Magnetic resonance cholangiopancreatography with secretin administration. The pseudocyst (large arrow) communicates with the pancreatic duct, and there is a mid-pancreatic duct stricture (small arrow).

Figure 3.

Figure 3

Noncontrast-enhanced computed tomography shows percutaneous drainage of a peripancreatic pseudocyst (arrow).

When patients have pseudocysts associated with chronic pancreatitis, pancreatic necrosis, a strictured and dilated pancreatic duct, a suspected neoplasm, or when complications such as perforation or hemorrhage arise, surgery is still a first-line treatment option.9 Whether laparoscopic or open, surgery allows for cystgastrostomy or cystenterostomy marsupialization, debridement, and resection, as indicated by the presenting pathology. Laparoscopic surgery decreases wound morbidity compared with the open approach and is associated with shorter hospital stays and less time needed for recovery.9 Furthermore, laparoscopic drainage may have a lower risk of complications associated with hemorrhage than endoscopic drainage, likely attributable to superior vascular visualization. Pancreatic necrosis is a classic surgical case because it involves nonliquefactive tissue that typically does not respond to drain placement and suction. Surgical options include open evacuation, laparoscopic evacuation, or endoscopic debridement through sheaths placed after access has been obtained by image-guided percutaneous techniques in interventional radiology.10 Foci of liquefactive necrosis are sometimes treated by PED during the course of the patient's management, particularly when infected.

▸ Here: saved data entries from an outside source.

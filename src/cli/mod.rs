//! This module defines the command-line interface structure and handlers.

pub mod clear;
pub mod commands;
pub mod explain;
pub mod formatters;
pub mod index;
pub mod query;
pub mod serve;
pub mod stats;
pub mod watch;

// Re-export the main handler and the command enum for the binary.
pub use commands::{handle_command, CliArgs, Commands};
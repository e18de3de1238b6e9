use crate::config::AppConfig;
use crate::error::Result;
use crate::service::SearchService;
use crate::types::{CancelToken, SearchFilters, SearchRequest};
use clap::Args;
use std::sync::Arc;

#[derive(Args, Debug)]
pub struct QueryArgs {
    /// The search query
    pub query: String,

    /// Maximum number of results
    #[arg(long, short = 'k', default_value_t = crate::constants::DEFAULT_TOP_K)]
    pub top_k: usize,

    /// Restrict to one language
    #[arg(long, short = 'l')]
    pub language: Option<String>,

    /// File patterns to filter by (repeatable, e.g. "*.go")
    #[arg(long = "pattern", short = 'p')]
    pub file_patterns: Vec<String>,

    /// Restrict to repository path prefixes (repeatable)
    #[arg(long = "repo")]
    pub repos: Vec<String>,

    /// Emit the raw JSON response instead of formatted output
    #[arg(long)]
    pub json: bool,
}

pub fn handle(args: QueryArgs, config: AppConfig) -> Result<()> {
    let service = Arc::new(SearchService::open(config)?);
    let request = SearchRequest {
        query: args.query,
        top_k: args.top_k,
        language: args.language,
        filters: SearchFilters {
            file_patterns: args.file_patterns,
            repos: args.repos,
        },
    };
    let response = service.search(&request, &CancelToken::new())?;

    if args.json {
        println!("{}", serde_json::to_string_pretty(&response)?);
    } else {
        super::formatters::print_response(&response);
    }
    Ok(())
}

Isolated pancreatic abscesses may be treated by PED or endoscopic techniques. Surgical evacuation is still necessary in a minority of refractory cases. In one series of pancreatic abscesses with no coexisting pseudocysts, necrosis, or APFCs, 59 patients underwent PED and antibiotic therapy.11 A total of 51 patients were cured and discharged from the hospital without the need for surgery. Eight patients (14%) treated with PED failed initial therapy; five of those later required surgery for cure. The reported mean duration with a catheter in place was 33 days. Other authors cited variable success in using PED as primary therapy for pancreatic abscess, and they report problems such as drains clogged by necrotic tissue.12 Lee et al described 30 patients who were initially given PED, of which 16 later required surgery, and the mean duration with catheter in place was 5 weeks.13 Successful drainage of pancreatic abscesses by endoscopic ultrasound-guided techniques has been described with clinical success rates of 80 to 90% in some reports, and this option remains the principal first-line alternative to PED for these cases.14 It is understood that successful PED for pancreatic abscess requires close monitoring throughout the often protracted duration of therapy, appropriate antibiotics according to culture and sensitivity, and often catheter manipulation or replacement.

Conclusion

Patients presenting with pancreatitis are at risk for several associated morbidities. Although close monitoring and supportive care are often enough to allow for uncomplicated resolution, certain cases require a more invasive approach. Although laparoscopy and surgery have been shown to provide more desirable outcomes than interventional techniques for specific scenarios, percutaneous techniques in interventional radiology have been shown to be an important part of a combined approach and can be used to augment other therapeutic choices. With careful patient evaluation, clinicians should be able to offer the most safe and efficient options for the treatment of complications arising from pancreatitis.